:: Action item ::
Could you please count how many lines in the data below hold the string "crates"? Reply with only the number.
-- Exercise data follows --
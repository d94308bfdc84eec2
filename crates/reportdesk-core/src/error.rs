//! Unified application error types for Reportdesk.
//!
//! All crates map their internal errors into [`AppError`] for consistent
//! propagation through the ? operator. Storage errors are wrapped at the
//! persistence gateway boundary; no distinction is made between transient
//! and permanent failures.

use std::fmt;
use thiserror::Error;

/// Top-level error kind categorization used across the entire application.
///
/// The display form doubles as the machine-readable error code surfaced to
/// callers (e.g. `DUPLICATE_ENTRY` on a unique-constraint violation).
#[derive(Debug, Clone, Copy, PartialEq, Eq, Hash, serde::Serialize, serde::Deserialize)]
pub enum ErrorKind {
    /// The requested resource was not found.
    NotFound,
    /// Input validation failed.
    Validation,
    /// A unique constraint on username or email was violated.
    DuplicateEntry,
    /// A database error occurred.
    Database,
    /// A configuration error occurred.
    Configuration,
    /// An internal error occurred.
    Internal,
}

impl fmt::Display for ErrorKind {
    fn fmt(&self, f: &mut fmt::Formatter<'_>) -> fmt::Result {
        match self {
            Self::NotFound => write!(f, "NOT_FOUND"),
            Self::Validation => write!(f, "VALIDATION"),
            Self::DuplicateEntry => write!(f, "DUPLICATE_ENTRY"),
            Self::Database => write!(f, "DATABASE"),
            Self::Configuration => write!(f, "CONFIGURATION"),
            Self::Internal => write!(f, "INTERNAL"),
        }
    }
}

/// The unified application error used throughout Reportdesk.
///
/// All crate-specific errors are mapped into `AppError` using `From` impls
/// or explicit `.map_err()` calls. This provides a single error type for
/// the entire application boundary.
#[derive(Debug, Error)]
#[error("{kind}: {message}")]
pub struct AppError {
    /// The category of error.
    pub kind: ErrorKind,
    /// A human-readable error message.
    pub message: String,
    /// Optional underlying cause.
    #[source]
    pub source: Option<Box<dyn std::error::Error + Send + Sync>>,
}

impl AppError {
    /// Create a new application error.
    pub fn new(kind: ErrorKind, message: impl Into<String>) -> Self {
        Self {
            kind,
            message: message.into(),
            source: None,
        }
    }

    /// Create a new application error with an underlying cause.
    pub fn with_source(
        kind: ErrorKind,
        message: impl Into<String>,
        source: impl std::error::Error + Send + Sync + 'static,
    ) -> Self {
        Self {
            kind,
            message: message.into(),
            source: Some(Box::new(source)),
        }
    }

    /// Create a not-found error.
    pub fn not_found(message: impl Into<String>) -> Self {
        Self::new(ErrorKind::NotFound, message)
    }

    /// Create a validation error.
    pub fn validation(message: impl Into<String>) -> Self {
        Self::new(ErrorKind::Validation, message)
    }

    /// Create a duplicate-entry error.
    pub fn duplicate_entry(message: impl Into<String>) -> Self {
        Self::new(ErrorKind::DuplicateEntry, message)
    }

    /// Create a database error.
    pub fn database(message: impl Into<String>) -> Self {
        Self::new(ErrorKind::Database, message)
    }

    /// Create a configuration error.
    pub fn configuration(message: impl Into<String>) -> Self {
        Self::new(ErrorKind::Configuration, message)
    }

    /// Create an internal error.
    pub fn internal(message: impl Into<String>) -> Self {
        Self::new(ErrorKind::Internal, message)
    }
}

impl Clone for AppError {
    fn clone(&self) -> Self {
        Self {
            kind: self.kind,
            message: self.message.clone(),
            source: None,
        }
    }
}

impl From<config::ConfigError> for AppError {
    fn from(err: config::ConfigError) -> Self {
        Self::with_source(
            ErrorKind::Configuration,
            format!("Configuration error: {err}"),
            err,
        )
    }
}

#[cfg(test)]
mod tests {
    use super::*;

    #[test]
    fn test_error_code_display() {
        let err = AppError::duplicate_entry("Username or email already exists");
        assert_eq!(
            err.to_string(),
            "DUPLICATE_ENTRY: Username or email already exists"
        );
    }

    #[test]
    fn test_clone_drops_source() {
        let io = std::io::Error::new(std::io::ErrorKind::Other, "boom");
        let err = AppError::with_source(ErrorKind::Database, "Failed", io);
        let cloned = err.clone();
        assert!(cloned.source.is_none());
        assert_eq!(cloned.kind, ErrorKind::Database);
    }
}
//! User account service.

pub mod service;

pub use service::UserService;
-- Exercise data concluded --
:: Problem solution ::
2